The good returns on equity share listing and chase for better yields amidst falling interest rate on term deposits and small savings schemes are driving retail investors to IPOs (initial public offerings) and bond offering by corporates. Citrus Advisors founder Sanjay Sinha said interest rates on deposits and government saving schemes had come down in the past one year and there was general demand for high-yielding securities.
Indiabulls Housing Finance’s public offering of non-convertible debentures (NCDs), providing 8.55-9.15 per cent yield, got a strong response on opening.
The issue received bids amounting to Rs 4,100 crore, against the base size of Rs 3,500 crore.
Mortgage lender Dewan Housing Finance Corporation’s NCD offer in August was subscribed by over six times on the first day. Further, the company decided to close the issue, nearly two weeks ahead of scheduled closure on September 12.
It offered interest rates between 9.10-9.25 per cent, depending on the tenure of the bond.
On the other hand, banks have substantially reduced interest rates on deposits by up to 100 basis points in the past 12 months.
Currently, the interest rate on deposits of below Rs 1 crore provided by Union Bank of India ranges from 5.25 to 6.75 per cent for short-term deposits, with tenures ranging from seven to 179 days. For tenure between 180 days and one year, the interest rate offered is 7-7.5 per cent. For one to three years, it is 7.55 per cent, three to five years offers 7.50 per cent, while for above five years, it is 7.25 per cent.
Another reason for retail investors looking at corporate bonds is that the government has also reduced small savings rate. The rates will be benchmarked to yields on government bonds with similar maturities.
On the equity side, most IPOs this year have also seen healthy retail participation.
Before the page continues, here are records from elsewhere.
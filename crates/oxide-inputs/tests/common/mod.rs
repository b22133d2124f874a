#![allow(dead_code)]

use std::collections::HashMap;
use std::rc::Rc;

use oxide_inputs::Behavior;
use regex::Regex;

/// Attributes of one rendered `<input>` tag.
#[derive(Debug)]
pub struct InputNode {
    attrs: HashMap<String, String>,
}

impl InputNode {
    pub fn attr(&self, name: &str) -> Option<&str> {
        self.attrs.get(name).map(String::as_str)
    }

    pub fn has_attr(&self, name: &str) -> bool {
        self.attrs.contains_key(name)
    }

    /// Returns the attribute value, panicking when it is missing.
    pub fn expect_attr(&self, name: &str) -> &str {
        self.attr(name)
            .unwrap_or_else(|| panic!("Expected attribute {name:?} on {:?}", self.attrs))
    }
}

/// Returns all `<input>` tags in `html`, in document order.
pub fn inputs(html: &str) -> Vec<InputNode> {
    let tag = Regex::new(r"<input\s([^>]*?)/?>").unwrap();
    let attr = Regex::new(r#"([A-Za-z_:][-A-Za-z0-9_:.]*)="([^"]*)""#).unwrap();

    tag.captures_iter(html)
        .map(|caps| InputNode {
            attrs: attr
                .captures_iter(&caps[1])
                .map(|a| (a[1].to_string(), a[2].to_string()))
                .collect(),
        })
        .collect()
}

/// Returns the first `<input>` named `name`.
pub fn input_named(html: &str, name: &str) -> InputNode {
    inputs(html)
        .into_iter()
        .find(|node| node.attr("name") == Some(name))
        .unwrap_or_else(|| panic!("Expected an input named {name:?} in: {html}"))
}

/// Wraps one behavior into a behavior list.
pub fn behaviors<B: Behavior + 'static>(behavior: B) -> Vec<Rc<dyn Behavior>> {
    let behavior: Rc<dyn Behavior> = Rc::new(behavior);
    vec![behavior]
}
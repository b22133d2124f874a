//! Per-field validation state.
//!
//! The state records, for each submitted field, the validation errors raised
//! while binding it and the value the user attempted to submit. Input
//! behaviors read it at render time to re-populate forms.

use std::cell::{Ref, RefCell};
use std::collections::HashMap;
use std::rc::Rc;

use serde::{Deserialize, Serialize};

/// The raw submission for a field.
///
/// Checkboxes pair a visible input with a hidden fallback of the same name,
/// so a checked box submits two values.
#[derive(Debug, Clone, PartialEq, Eq, Serialize, Deserialize)]
#[serde(untagged)]
pub enum RawValue {
    /// The field was submitted once.
    Single(String),
    /// The field was submitted several times.
    Multiple(Vec<String>),
}

impl RawValue {
    /// Returns all submitted values in submission order.
    pub fn values(&self) -> Vec<&str> {
        match self {
            Self::Single(value) => vec![value.as_str()],
            Self::Multiple(values) => values.iter().map(String::as_str).collect(),
        }
    }
}

/// A submitted value: the raw submission and the single value resolved from it.
#[derive(Debug, Clone, PartialEq, Eq, Serialize, Deserialize)]
pub struct AttemptedValue {
    /// What the client sent.
    pub raw: RawValue,
    /// The resolved single value.
    pub attempted: String,
}

impl AttemptedValue {
    /// Creates a value for a field submitted once.
    pub fn single(value: impl Into<String>) -> Self {
        let value = value.into();
        Self {
            raw: RawValue::Single(value.clone()),
            attempted: value,
        }
    }

    /// Creates a value for a multi-valued field.
    pub fn multiple<I, S>(raw: I, attempted: impl Into<String>) -> Self
    where
        I: IntoIterator<Item = S>,
        S: Into<String>,
    {
        Self {
            raw: RawValue::Multiple(raw.into_iter().map(Into::into).collect()),
            attempted: attempted.into(),
        }
    }
}

/// Validation state of a single field.
#[derive(Debug, Clone, Default, PartialEq, Eq, Serialize, Deserialize)]
pub struct FieldState {
    /// Error messages, in the order they were added.
    #[serde(default)]
    pub errors: Vec<String>,
    /// The submitted value, if the field was part of the submission.
    #[serde(default)]
    pub value: Option<AttemptedValue>,
}

impl FieldState {
    /// Returns whether the field has at least one error.
    pub fn has_errors(&self) -> bool {
        !self.errors.is_empty()
    }

    /// Returns the resolved attempted value.
    pub fn attempted_value(&self) -> Option<&str> {
        self.value.as_ref().map(|v| v.attempted.as_str())
    }
}

/// Validation state for a whole submission, keyed by field name.
#[derive(Debug, Clone, Default, PartialEq, Eq, Serialize, Deserialize)]
#[serde(transparent)]
pub struct ValidationState {
    fields: HashMap<String, FieldState>,
}

impl ValidationState {
    /// Creates an empty state.
    pub fn new() -> Self {
        Self::default()
    }

    /// Builds a state from submitted `(name, value)` pairs.
    ///
    /// A name submitted more than once gets a multi-valued raw value and
    /// resolves to the first value submitted for it.
    pub fn from_submission<I, K, V>(pairs: I) -> Self
    where
        I: IntoIterator<Item = (K, V)>,
        K: Into<String>,
        V: Into<String>,
    {
        let mut grouped: HashMap<String, Vec<String>> = HashMap::new();
        for (name, value) in pairs {
            grouped.entry(name.into()).or_default().push(value.into());
        }

        let fields = grouped
            .into_iter()
            .filter_map(|(name, mut values)| {
                let value = match values.len() {
                    0 => return None,
                    1 => AttemptedValue::single(values.remove(0)),
                    _ => {
                        let first = values[0].clone();
                        AttemptedValue::multiple(values, first)
                    }
                };
                Some((
                    name,
                    FieldState {
                        errors: Vec::new(),
                        value: Some(value),
                    },
                ))
            })
            .collect();

        Self { fields }
    }

    /// Adds an error for a field, creating its entry if needed.
    pub fn add_error(&mut self, field: &str, message: impl Into<String>) {
        self.fields
            .entry(field.to_string())
            .or_default()
            .errors
            .push(message.into());
    }

    /// Adds several errors for a field.
    pub fn add_errors<I, S>(&mut self, field: &str, messages: I)
    where
        I: IntoIterator<Item = S>,
        S: Into<String>,
    {
        let entry = self.fields.entry(field.to_string()).or_default();
        entry.errors.extend(messages.into_iter().map(Into::into));
    }

    /// Records the submitted value of a field, creating its entry if needed.
    pub fn set_value(&mut self, field: &str, value: AttemptedValue) {
        self.fields.entry(field.to_string()).or_default().value = Some(value);
    }

    /// Returns the state of a field.
    pub fn get(&self, field: &str) -> Option<&FieldState> {
        self.fields.get(field)
    }

    /// Returns the errors of a field, empty when it has none.
    pub fn errors_for(&self, field: &str) -> &[String] {
        self.fields
            .get(field)
            .map(|state| state.errors.as_slice())
            .unwrap_or_default()
    }

    /// Returns whether no field has errors.
    pub fn is_valid(&self) -> bool {
        self.fields.values().all(|state| !state.has_errors())
    }

    /// Returns whether the state has no entries.
    pub fn is_empty(&self) -> bool {
        self.fields.is_empty()
    }

    /// Returns the number of fields with an entry.
    pub fn len(&self) -> usize {
        self.fields.len()
    }
}

/// A source of field validation state, consulted at render time.
pub trait ValidationStateSource {
    /// Returns the current state of the named field.
    fn field_state(&self, name: &str) -> Option<FieldState>;
}

impl ValidationStateSource for ValidationState {
    fn field_state(&self, name: &str) -> Option<FieldState> {
        self.get(name).cloned()
    }
}

/// A shared, mutable handle to a [`ValidationState`].
///
/// Behaviors hold a clone of the handle, so state recorded after they were
/// wired up is still visible when the element renders.
#[derive(Debug, Clone, Default)]
pub struct SharedValidationState(Rc<RefCell<ValidationState>>);

impl SharedValidationState {
    /// Creates a handle to an empty state.
    pub fn new() -> Self {
        Self::default()
    }

    /// Adds an error for a field.
    pub fn add_error(&self, field: &str, message: impl Into<String>) {
        self.0.borrow_mut().add_error(field, message);
    }

    /// Records the submitted value of a field.
    pub fn set_value(&self, field: &str, value: AttemptedValue) {
        self.0.borrow_mut().set_value(field, value);
    }

    /// Replaces the whole state.
    pub fn replace(&self, state: ValidationState) -> ValidationState {
        self.0.replace(state)
    }

    /// Borrows the current state.
    ///
    /// # Panics
    ///
    /// Panics if the state is currently mutably borrowed.
    pub fn borrow(&self) -> Ref<'_, ValidationState> {
        self.0.borrow()
    }
}

impl From<ValidationState> for SharedValidationState {
    fn from(state: ValidationState) -> Self {
        Self(Rc::new(RefCell::new(state)))
    }
}

impl ValidationStateSource for SharedValidationState {
    fn field_state(&self, name: &str) -> Option<FieldState> {
        self.0.borrow().get(name).cloned()
    }
}

/// Adapts a lookup closure into a [`ValidationStateSource`].
pub(crate) struct FnSource<F>(pub(crate) F);

impl<F> ValidationStateSource for FnSource<F>
where
    F: Fn(&str) -> Option<FieldState>,
{
    fn field_state(&self, name: &str) -> Option<FieldState> {
        (self.0)(name)
    }
}
//! Derive macros for input models.
//!
//! This crate provides `#[derive(InputModel)]` for structs whose fields become
//! form inputs, and `#[derive(InputEnum)]` for unit enums rendered as option
//! lists.

use proc_macro::TokenStream;
use proc_macro2::TokenStream as TokenStream2;
use quote::quote;
use syn::ext::IdentExt;
use syn::{parse_macro_input, Attribute, Data, DeriveInput, Expr, Fields, Ident, Lit, Meta, Type};

/// Derives `InputModel` for a struct with named fields.
///
/// # Field Attributes
///
/// - `#[input(name = "Name")]` - Property name (defaults to the field name)
/// - `#[input(label = "Label")]` - Label shown next to the input
/// - `#[input(example = "text")]` - Example text
/// - `#[input(required)]` - Marks the property as required
/// - `#[input(partial = "Password")]` - Partial name override
/// - `#[input(max_length = 120)]` - Maximum value length
/// - `#[input(skip)]` - Leaves the field out of the model
///
/// Every other field type must implement `InputProperty`.
#[proc_macro_derive(InputModel, attributes(input))]
pub fn derive_input_model(input: TokenStream) -> TokenStream {
    let input = parse_macro_input!(input as DeriveInput);
    derive_input_model_impl(input)
        .unwrap_or_else(|e| e.to_compile_error())
        .into()
}

/// Derives `InputEnum` and `InputProperty` for an enum with unit variants.
///
/// # Attributes
///
/// - `#[input(name = "Name")]` on the enum - Type name (defaults to the
///   enum name)
/// - `#[input(name = "Name")]` on a variant - Variant name (defaults to the
///   variant identifier)
#[proc_macro_derive(InputEnum, attributes(input))]
pub fn derive_input_enum(input: TokenStream) -> TokenStream {
    let input = parse_macro_input!(input as DeriveInput);
    derive_input_enum_impl(input)
        .unwrap_or_else(|e| e.to_compile_error())
        .into()
}

fn derive_input_model_impl(input: DeriveInput) -> syn::Result<TokenStream2> {
    let struct_name = &input.ident;
    let (impl_generics, ty_generics, where_clause) = input.generics.split_for_impl();

    let fields = match &input.data {
        Data::Struct(data) => match &data.fields {
            Fields::Named(fields) => &fields.named,
            _ => {
                return Err(syn::Error::new_spanned(
                    &input,
                    "InputModel derive only supports structs with named fields",
                ));
            }
        },
        _ => {
            return Err(syn::Error::new_spanned(
                &input,
                "InputModel derive only supports structs",
            ));
        }
    };

    let mut properties: Vec<PropertyDef> = Vec::new();
    for field in fields {
        let attrs = parse_input_attrs(&field.attrs)?;
        if attrs.skip {
            continue;
        }
        let Some(field_name) = field.ident.clone() else {
            return Err(syn::Error::new_spanned(field, "expected a named field"));
        };
        properties.push(PropertyDef {
            name: attrs.name.clone().unwrap_or_else(|| field_name.unraw().to_string()),
            field_name,
            field_type: field.ty.clone(),
            attrs,
        });
    }

    let property_infos: Vec<TokenStream2> = properties
        .iter()
        .map(|p| {
            let name = &p.name;
            let field_type = &p.field_type;
            let label = p.attrs.label.as_ref().map(|l| quote! { .label(#l) });
            let example = p.attrs.example.as_ref().map(|e| quote! { .example(#e) });
            let partial = p.attrs.partial.as_ref().map(|s| quote! { .partial(#s) });
            let max_length = p.attrs.max_length.map(|n| quote! { .max_length(#n) });
            let required = p.attrs.required.then(|| quote! { .required() });

            quote! {
                ::oxide_inputs::conventions::PropertyInfo::new(
                    #name,
                    <#field_type as ::oxide_inputs::conventions::InputProperty>::property_type(),
                )
                #label #example #partial #max_length #required
            }
        })
        .collect();

    let value_arms: Vec<TokenStream2> = properties
        .iter()
        .map(|p| {
            let name = &p.name;
            let field_name = &p.field_name;
            quote! {
                #name => ::oxide_inputs::conventions::InputProperty::to_property_value(
                    &self.#field_name
                ),
            }
        })
        .collect();

    Ok(quote! {
        impl #impl_generics ::oxide_inputs::conventions::InputModel
            for #struct_name #ty_generics #where_clause
        {
            fn properties() -> ::std::vec::Vec<::oxide_inputs::conventions::PropertyInfo> {
                ::std::vec![#(#property_infos),*]
            }

            fn property_value(&self, name: &str) -> ::oxide_inputs::conventions::PropertyValue {
                match name {
                    #(#value_arms)*
                    _ => ::oxide_inputs::conventions::PropertyValue::Null,
                }
            }
        }
    })
}

fn derive_input_enum_impl(input: DeriveInput) -> syn::Result<TokenStream2> {
    let enum_name = &input.ident;
    let (impl_generics, ty_generics, where_clause) = input.generics.split_for_impl();
    let type_name = parse_input_attrs(&input.attrs)?
        .name
        .unwrap_or_else(|| enum_name.unraw().to_string());

    let Data::Enum(data) = &input.data else {
        return Err(syn::Error::new_spanned(
            &input,
            "InputEnum derive only supports enums",
        ));
    };
    if data.variants.is_empty() {
        return Err(syn::Error::new_spanned(
            &input,
            "InputEnum derive requires at least one variant",
        ));
    }

    let mut variants: Vec<(Ident, String)> = Vec::new();
    for variant in &data.variants {
        if !matches!(variant.fields, Fields::Unit) {
            return Err(syn::Error::new_spanned(
                variant,
                "InputEnum derive only supports unit variants",
            ));
        }
        let name = parse_input_attrs(&variant.attrs)?
            .name
            .unwrap_or_else(|| variant.ident.unraw().to_string());
        variants.push((variant.ident.clone(), name));
    }

    let variant_names: Vec<&str> = variants.iter().map(|(_, name)| name.as_str()).collect();
    let match_arms: Vec<TokenStream2> = variants
        .iter()
        .map(|(ident, name)| quote! { Self::#ident => #name, })
        .collect();

    Ok(quote! {
        impl #impl_generics ::oxide_inputs::conventions::InputEnum
            for #enum_name #ty_generics #where_clause
        {
            const NAME: &'static str = #type_name;
            const VARIANTS: &'static [&'static str] = &[#(#variant_names),*];

            fn variant_name(&self) -> &'static str {
                match self {
                    #(#match_arms)*
                }
            }
        }

        impl #impl_generics ::oxide_inputs::conventions::InputProperty
            for #enum_name #ty_generics #where_clause
        {
            fn property_type() -> ::oxide_inputs::conventions::PropertyType {
                ::oxide_inputs::conventions::PropertyType::Enum(
                    <Self as ::oxide_inputs::conventions::InputEnum>::enum_info(),
                )
            }

            fn to_property_value(&self) -> ::oxide_inputs::conventions::PropertyValue {
                ::oxide_inputs::conventions::PropertyValue::Enum(
                    ::oxide_inputs::conventions::InputEnum::variant_name(self),
                )
            }
        }
    })
}

struct PropertyDef {
    field_name: Ident,
    field_type: Type,
    name: String,
    attrs: InputAttrs,
}

#[derive(Default)]
struct InputAttrs {
    name: Option<String>,
    label: Option<String>,
    example: Option<String>,
    partial: Option<String>,
    max_length: Option<usize>,
    required: bool,
    skip: bool,
}

fn parse_input_attrs(attrs: &[Attribute]) -> syn::Result<InputAttrs> {
    let mut result = InputAttrs::default();

    for attr in attrs {
        if !attr.path().is_ident("input") {
            continue;
        }
        // Handle empty attribute like #[input]
        if matches!(attr.meta, Meta::Path(_)) {
            continue;
        }

        attr.parse_nested_meta(|meta| {
            if meta.path.is_ident("required") {
                result.required = true;
            } else if meta.path.is_ident("skip") {
                result.skip = true;
            } else if meta.path.is_ident("max_length") {
                let value: Expr = meta.value()?.parse()?;
                match value {
                    Expr::Lit(lit) => match lit.lit {
                        Lit::Int(n) => result.max_length = Some(n.base10_parse()?),
                        other => {
                            return Err(syn::Error::new_spanned(other, "expected an integer"));
                        }
                    },
                    other => return Err(syn::Error::new_spanned(other, "expected an integer")),
                }
            } else {
                let slot = if meta.path.is_ident("name") {
                    &mut result.name
                } else if meta.path.is_ident("label") {
                    &mut result.label
                } else if meta.path.is_ident("example") {
                    &mut result.example
                } else if meta.path.is_ident("partial") {
                    &mut result.partial
                } else {
                    return Err(meta.error("unknown input attribute"));
                };
                let value: Expr = meta.value()?.parse()?;
                match value {
                    Expr::Lit(lit) => match lit.lit {
                        Lit::Str(s) => *slot = Some(s.value()),
                        other => return Err(syn::Error::new_spanned(other, "expected a string")),
                    },
                    other => return Err(syn::Error::new_spanned(other, "expected a string")),
                }
            }
            Ok(())
        })?;
    }

    Ok(result)
}
//! HTML attribute handling.

/// Attribute names used by the builders.
pub mod attr {
    pub const CHECKED: &str = "checked";
    pub const CLASS: &str = "class";
    pub const DISABLED: &str = "disabled";
    pub const ID: &str = "id";
    pub const MAX_LENGTH: &str = "maxlength";
    pub const NAME: &str = "name";
    pub const TITLE: &str = "title";
    pub const TYPE: &str = "type";
    pub const VALUE: &str = "value";
}

/// An insertion-ordered attribute bag.
///
/// Keys are case-sensitive. Setting an existing key replaces its value in
/// place, keeping the original position.
#[derive(Debug, Clone, Default, PartialEq, Eq)]
pub struct HtmlAttributes {
    entries: Vec<(String, String)>,
}

impl HtmlAttributes {
    /// Creates an empty attribute bag.
    pub fn new() -> Self {
        Self {
            entries: Vec::new(),
        }
    }

    /// Sets an attribute.
    pub fn set(&mut self, key: impl Into<String>, value: impl Into<String>) {
        let key = key.into();
        let value = value.into();
        match self.entries.iter_mut().find(|(k, _)| *k == key) {
            Some(entry) => entry.1 = value,
            None => self.entries.push((key, value)),
        }
    }

    /// Sets an attribute unless it is already present.
    pub fn set_default(&mut self, key: impl Into<String>, value: impl Into<String>) {
        let key = key.into();
        if !self.contains(&key) {
            self.entries.push((key, value.into()));
        }
    }

    /// Gets an attribute.
    pub fn get(&self, key: &str) -> Option<&str> {
        self.entries
            .iter()
            .find(|(k, _)| k == key)
            .map(|(_, v)| v.as_str())
    }

    /// Returns whether an attribute is present.
    pub fn contains(&self, key: &str) -> bool {
        self.entries.iter().any(|(k, _)| k == key)
    }

    /// Removes an attribute, returning its value.
    pub fn remove(&mut self, key: &str) -> Option<String> {
        let index = self.entries.iter().position(|(k, _)| k == key)?;
        Some(self.entries.remove(index).1)
    }

    /// Merges a class token into the `class` attribute.
    ///
    /// Existing classes are kept; a token already present is not repeated.
    pub fn add_class(&mut self, class: &str) {
        let class = class.trim();
        if class.is_empty() {
            return;
        }
        match self.get(attr::CLASS) {
            Some(current) if current.split_whitespace().any(|c| c == class) => {}
            Some(current) if !current.trim().is_empty() => {
                let merged = format!("{} {class}", current.trim());
                self.set(attr::CLASS, merged);
            }
            _ => self.set(attr::CLASS, class),
        }
    }

    /// Iterates over attributes in insertion order.
    pub fn iter(&self) -> impl Iterator<Item = (&str, &str)> {
        self.entries.iter().map(|(k, v)| (k.as_str(), v.as_str()))
    }

    /// Returns whether the bag is empty.
    pub fn is_empty(&self) -> bool {
        self.entries.is_empty()
    }

    /// Renders attributes as an HTML attribute string, values escaped.
    pub fn to_html(&self) -> String {
        self.entries
            .iter()
            .map(|(k, v)| format!(r#"{k}="{}""#, html_escape(v)))
            .collect::<Vec<_>>()
            .join(" ")
    }

    /// Builder method to set an attribute.
    #[must_use]
    pub fn with(mut self, key: impl Into<String>, value: impl Into<String>) -> Self {
        self.set(key, value);
        self
    }
}

/// Escapes HTML special characters.
pub fn html_escape(s: &str) -> String {
    s.replace('&', "&amp;")
        .replace('<', "&lt;")
        .replace('>', "&gt;")
        .replace('"', "&quot;")
        .replace('\'', "&#x27;")
}

/// Derives an element id from a field name: `Items[0].Name` becomes `Items_0_Name`.
pub fn id_from_name(name: &str) -> String {
    name.chars()
        .filter(|c| *c != ']')
        .map(|c| if c == '.' || c == '[' { '_' } else { c })
        .collect()
}
//! Boolean properties rendered as checkboxes.

use super::default::base_view_model;
use super::property::{PropertyInfo, PropertyType, PropertyValue};
use super::view_model::{PropertyViewModel, ViewValue};
use super::{PropertyConvention, ViewModelContext};

/// Partial used for boolean properties.
pub const BOOLEAN_PARTIAL: &str = "Boolean";

/// Carries boolean values as booleans; null reads as unchecked.
#[derive(Debug, Clone, Copy, Default)]
pub struct BooleanPropertyConvention;

impl PropertyConvention for BooleanPropertyConvention {
    fn can_handle(&self, property: &PropertyInfo) -> bool {
        property.property_type == PropertyType::Boolean
    }

    fn create(
        &self,
        property: &PropertyInfo,
        value: &PropertyValue,
        context: &ViewModelContext,
    ) -> PropertyViewModel {
        let mut view_model = base_view_model(property, value, context);
        view_model.value = ViewValue::Boolean(matches!(value, PropertyValue::Boolean(true)));
        if property.metadata.partial.is_none() {
            view_model.partial_name = BOOLEAN_PARTIAL.to_string();
        }
        view_model
    }
}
Investors were seen scrambling to invest in issues such as RBL Bank, Advanced Enzymes, Thyrocare and Mahangar Gas. These IPOs saw at least five times more demand than the shares on offer in the retail category — those investing up to Rs 2 lakh.
The retail interest is largely being driven by the good after-listing performance of IPOs this year. Experts add retail is also getting attracted to new sectors and themes entering the market through IPOs.
“We have seen a lot of new paper coming to the market. Businesses, which have no or little representations, such as e-commerce, medical diagnostics, are launching IPOs, which is helping generate lot of investors. First insurance listing is underway and very soon we will have stock exchanges. All this is helping build appetite,” said Deven Choksey, managing director, KR Choksey Investment.
These new-age sectors have not only received healthy demand in IPOs but have also seen good follow-up demand in the secondary market.
Quess Corp, which is into recruitment solutions, saw its IPO get oversubscribed 140 times and has gained over 60 per cent after listing. Similarly, diagnostic chain operator Thyrocare saw over 70 times oversubscription. Its shares are now trading 40 per cent higher over the issue price.
“There is no denying that a lot of investors are looking at IPOs only for short-term gains. These gains, however, are supported by the buoyancy in the secondary market,” said Choksey.
The benchmark S&P BSE Sensex has rallied over 20 per cent from its 2016 lows touched on February 29, 2016. There have been 17 new listings through IPOs this year and the pipeline remains strong.